Le protocole a été mené conformément à la Déclaration d’Helsinki et toutes les expériences sur les animaux ont été approuvées par le Comité de gestion de l’Université de médecine traditionnelle chinoise de Chengdu (numéro d’enregistrement 2021-13).

1. Préparation de l’injection de streptozotocine

1. Sélectionner 15 rats mâles exempts d’agents pathogènes spécifiques (FPS) âgés de 8 semaines et pesant 220 g ± 20 g. En utilisant la méthode de randomisation simple, divisez les rats en un groupe diabétique (n = 10) et un groupe normal (n = 5).
2. Mesurer le poids initial des rats et déterminer la dose de STZ par l’administration de 55 mg / kg.
   NOTE: D’après les expériences préalables, 55 mg / kg est la dose optimale de STZ.
3. Pesez la poudre STZ avec précision et placez-la dans un récipient à l’épreuve de la lumière.
4. Ajouter une quantité appropriée de tampon de citrate de sodium à 0,1 mol/L (pH 4,5) pour dissoudre la STZ à une concentration de 1 %.
   REMARQUE : Le tampon de citrate de sodium doit être prérefroidi pendant 2 h dans un réfrigérateur à 4 °C avant utilisation. La préparation de la solution STZ doit assurer la stérilité.
5. Agiter pendant 30 s à l’aide d’un oscillateur médicamenteux. Placer dans une glacière et réserver.
   NOTE: L’injection doit être utilisée dans les 15 minutes.

2. Induction du modèle DT1

1. Avant l’injection STZ, jeûnez les rats pendant 18 h et permettez un libre accès à l’eau.
2. Effectuer une injection intrapéritonéale de solution STZ à 1%.
   1. Saisissez le rat et exposez la peau abdominale et le site d’injection (l’intersection de la ligne reliant les racines des deux cuisses et la ligne médiane de l’abdomen).
   2. Désinfectez le site d’injection deux fois à l’aide d’une boule de coton imbibée d’alcool à 75 % (une fois dans le sens des aiguilles d’une montre et une fois dans le sens inverse des aiguilles d’une montre). Placez la tête du rat sous l’abdomen.
   3. Insérez l’aiguille parallèlement à la ligne médiane abdominale à un angle de 45°, et après avoir percé la peau, réduisez l’angle de l’aiguille à 30°, puis insérez l’aiguille de 2-3 mm. Tirez doucement le bouchon de l’aiguille, en vous assurant qu’aucun sang ou liquide n’est aspiré dans la seringue. Injectez la solution STZ, retirez l’aiguille et arrêtez le saignement avec un coton-tige.
      REMARQUE: Si un liquide jaune est aspiré dans la seringue, l’aiguille peut avoir pénétré dans la vessie, et si un liquide vert foncé est aspiré, l’aiguille pourrait avoir pénétré dans le gros intestin ou le caecum.
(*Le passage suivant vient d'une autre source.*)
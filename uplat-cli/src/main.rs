// ━━━━━━━━━━━━━━━━━━━━━━━━━━━━━━━━━━━━━━━━━━━━━━━━━━━━━━━━━━━━
//  uplat — upstream latency charts from JSON access logs
//
//  Input:   every <prefix>* file in a directory, one JSON record per line
//  Output:  scatter_plot.html + line_plot.html, self-contained
// ━━━━━━━━━━━━━━━━━━━━━━━━━━━━━━━━━━━━━━━━━━━━━━━━━━━━━━━━━━━━

use clap::Parser;
use std::path::PathBuf;
use std::process::ExitCode;
use tracing::{error, info};
use uplat_chart::{ChartError, RenderOutcome};
use uplat_core::config::UplatConfig;
use uplat_core::error::UplatError;
use uplat_core::reader::LogReader;

#[derive(Parser, Debug)]
#[command(name = "uplat", version, about = "Plot upstream response times from JSON access logs")]
struct Cli {
    /// Path to configuration file (optional; defaults apply when absent)
    #[arg(short, long, default_value = "uplat.yaml")]
    config: PathBuf,

    /// Directory holding the access logs
    #[arg(short, long)]
    dir: Option<PathBuf>,

    /// Directory the charts are written to (defaults to the log directory)
    #[arg(short, long)]
    out_dir: Option<PathBuf>,

    /// File name prefix of the access logs
    #[arg(short, long)]
    prefix: Option<String>,

    /// Log level
    #[arg(long, default_value = "info")]
    log_level: String,
}

fn main() -> ExitCode {
    let cli = Cli::parse();

    // ── Tracing ──
    tracing_subscriber::fmt()
        .with_env_filter(
            tracing_subscriber::EnvFilter::try_from_default_env()
                .unwrap_or_else(|_| tracing_subscriber::EnvFilter::new(&cli.log_level)),
        )
        .with_target(false)
        .init();

    match run(cli) {
        Ok(()) => ExitCode::SUCCESS,
        Err(e) => {
            error!(error = %format!("{e:#}"), "uplat failed");
            ExitCode::from(exit_code(&e))
        }
    }
}

fn run(cli: Cli) -> anyhow::Result<()> {
    // ── Config ──
    if cli.config.exists() {
        info!(path = %cli.config.display(), "Loading config file");
    } else {
        info!(path = %cli.config.display(), "No config file found, using defaults");
    }
    let mut config = UplatConfig::load(&cli.config)?;
    apply_overrides(&mut config, &cli);

    info!(
        version = env!("CARGO_PKG_VERSION"),
        dir = %config.input.dir.display(),
        prefix = %config.input.prefix,
        "Reading access logs"
    );

    // ── Parse ──
    let report = LogReader::from_config(&config).read_dir(&config.input.dir)?;
    let stats = &report.stats;
    info!(
        files = stats.files_read,
        skipped_files = report.skipped_files.len(),
        lines = stats.lines_read,
        samples = stats.samples,
        malformed = stats.malformed,
        incomplete = stats.incomplete,
        "Parse complete"
    );

    // ── Render ──
    let size = (config.output.width, config.output.height);
    let outcome = uplat_chart::render_all(&report.samples, config.output_dir(), size)?;
    for line in outcome_lines(&outcome) {
        println!("{line}");
    }
    Ok(())
}

/// Console lines for a render outcome. Printed unconditionally so the log
/// level never hides them.
fn outcome_lines(outcome: &RenderOutcome) -> Vec<String> {
    match outcome {
        RenderOutcome::NoData => vec!["No data to plot".to_string()],
        RenderOutcome::Written { scatter, line } => vec![
            format!("Scatter plot saved to: {}", scatter.display()),
            format!("Line plot saved to: {}", line.display()),
        ],
    }
}

/// Command-line flags win over the config file and environment.
fn apply_overrides(config: &mut UplatConfig, cli: &Cli) {
    if let Some(dir) = &cli.dir {
        config.input.dir = dir.clone();
    }
    if let Some(out) = &cli.out_dir {
        config.output.dir = Some(out.clone());
    }
    if let Some(prefix) = &cli.prefix {
        config.input.prefix = prefix.clone();
    }
}

/// 1 for config and input failures, 2 when a chart cannot be written.
fn exit_code(e: &anyhow::Error) -> u8 {
    if let Some(chart) = e.downcast_ref::<ChartError>() {
        chart.exit_code() as u8
    } else if let Some(input) = e.downcast_ref::<UplatError>() {
        input.exit_code() as u8
    } else {
        1
    }
}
Dans les deux cas, l’aiguille doit être retirée immédiatement. L’animal doit être évalué par le personnel vétérinaire.
3. Mesurez les niveaux de glycémie occasionnelle (non à jeun ou à jeun) à 09h00 le jour 3 et le jour 7 après l’induction STZ.
   REMARQUE: Le temps de mesure aléatoire de la glycémie est fixe. Dans ce protocole, il est fixé à 09h00. Cependant, ce n’est pas le seul temps utilisé. Le sang prélevé dans la veine caudale par une ponction à l’aiguille est moins sensible au liquide tissulaire que le sang prélevé sur une queue sectionnée, de sorte que les valeurs de glycémie sont plus précises.
   1. Immobiliser le rat à l’aide d’un fixateur à rats (Figure 1).
   2. Trouvez l’emplacement de la veine caudale. Désinfectez la queue du rat deux fois à l’aide d’une boule de coton imbibée d’alcool à 75%.
   3. Percez la veine caudale pour provoquer des saignements et mesurez la glycémie à l’aide d’un glucomètre. Arrêtez le saignement avec un coton-tige.
      REMARQUE : Un taux de glucose supérieur à 16,7 mmol/L le jour 7 après l’injection de STZ est considéré comme un DT1.
4. Pesez les rats chaque semaine et mesurez la glycémie et d’autres paramètres, y compris l’alimentation, la consommation d’eau et la production d’urine.
5. Nourrissez les animaux normalement pendant 8 semaines après l’induction de STZ.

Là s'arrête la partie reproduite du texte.